In my K200 DSLR battery life is erratic and sometimes is pretty short – a few hundred shots. I’m using Energizer Ultimate Lithium AA cells. The listed ‘nominal’ voltage of a lithium AA cell is 1.5 volts. Its actual voltage output on a new cell is from 1.79 to 1.89 volts DC, even after one year of storage at room temperature.
These are all primary cells – not rechargeable. I have tried rechargeable and they did not work at all for me.
I measured some “failed’ batteries from my camera. First with no load and then with a ~3.5 ma resistor load:
The four batteries measured 1.608, 1.586, 1.606, 1.605 Volts.
With the resistor load they were 1.607,1.578, 1.604, 1.604 Volts.

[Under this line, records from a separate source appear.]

//! Route configuration and setup

use crate::auth::{auth_middleware, AuthState};
use crate::constants::{API_PREFIX, MULTIPART_OVERHEAD_BYTES};
use crate::handlers;
use crate::middleware::{rate_limit_middleware, RouteRateLimit};
use crate::state::AppState;
use axum::{
    extract::DefaultBodyLimit,
    http::{HeaderValue, Method},
    middleware::from_fn_with_state,
    routing::{get, post},
    Router,
};
use picohub_core::Config;
use std::sync::Arc;
use tower_http::cors::{Any, CorsLayer};
use tower_http::trace::TraceLayer;

/// Setup all application routes
pub fn setup_routes(config: &Config, state: Arc<AppState>) -> Result<Router<()>, anyhow::Error> {
    let cors = setup_cors(config)?;
    let auth_state = Arc::new(AuthState::new(config.jwt_secret()));

    let upload_limit = Arc::new(RouteRateLimit::new(
        "upload",
        state.upload_limiter.clone(),
        config.trusted_proxy_count(),
    ));
    let download_limit = Arc::new(RouteRateLimit::new(
        "download",
        state.download_limiter.clone(),
        config.trusted_proxy_count(),
    ));

    let body_limit = usize::try_from(config.max_upload_size_bytes())
        .unwrap_or(usize::MAX)
        .saturating_add(MULTIPART_OVERHEAD_BYTES);

    // Last layer added runs first: rate limit, then auth, then the body limit
    let upload = post(handlers::skill_upload::upload_skill)
        .layer(DefaultBodyLimit::max(body_limit))
        .layer(from_fn_with_state(auth_state, auth_middleware))
        .layer(from_fn_with_state(upload_limit, rate_limit_middleware));

    let download = get(handlers::skill_download::download_skill)
        .layer(from_fn_with_state(download_limit, rate_limit_middleware));

    let app = Router::new()
        .route(
            &format!("{}/health", API_PREFIX),
            get(handlers::health::health_check),
        )
        .route(&format!("{}/skills", API_PREFIX), upload)
        .route(&format!("{}/skills/{{slug}}/download", API_PREFIX), download)
        .layer(cors)
        .layer(TraceLayer::new_for_http())
        .with_state(state);

    Ok(app)
}

/// Setup CORS configuration
fn setup_cors(config: &Config) -> Result<CorsLayer, anyhow::Error> {
    let methods = [Method::GET, Method::POST, Method::OPTIONS];

    if config.cors_origins().iter().any(|o| o == "*") {
        tracing::warn!("CORS configured to allow all origins - not recommended for production");
        return Ok(CorsLayer::new()
            .allow_origin(Any)
            .allow_methods(methods)
            .allow_headers(Any));
    }

    let origins = config
        .cors_origins()
        .iter()
        .map(|o| o.parse::<HeaderValue>())
        .collect::<Result<Vec<_>, _>>()
        .map_err(|e| anyhow::anyhow!("Invalid CORS origin: {}", e))?;

    Ok(CorsLayer::new()
        .allow_origin(origins)
        .allow_methods(methods)
        .allow_headers(Any))
}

Then I took out the batteries I had been using for just a few weeks and very few shots they measured (with the same resistor load):
1.776, 1,776, 1.776, 1.778 Volts
Since the nominal battery voltage is 1.5 the “failed” batteries should not have failed and Pentax has a design flaw in that the under voltage detect circuit is set too high or the circuit design is such that it requires a higher than nominal battery voltage. This is why NiCad batteries hardly work at all in this camera.
This means that we are not taking any where near all the available energy out of these batteries and why some folks use the batteries in their radio or flash light after the camera says they are bad. For my camera I'm probably using only 10 - 20 % of the battery energy before they "fail".
Energizer makes it hard to find good specifications, but I did find some discharge curves of a sort. Unfortunately I could not paste the cures in here but you can find it at
http://data.energizer.com/PDFs/l91.pdf.
The curve for Ultimate Lithium indicates 1.6 v is the starting voltage with a 50 ma load. Since my “failed” battery set averaged 1.598 volts, this type of battery should not work at all in this camera – at least not with a 50 ma load.
The Advanced Lithium type battery is a bit worse for this application.
http://data.energizer.com/PDFs/ea91.PDF
This is a design flaw in the K200 camera (or at least in my K200) and Pentax should fix it for free. There is a slight chance of this being a software fix, if the trip point is settable in software.
The cameras manual says it will run on plain alkaline batteries for 200 (non-flash) images and on lithium for 1100 images - and this is certainly not true for my camera.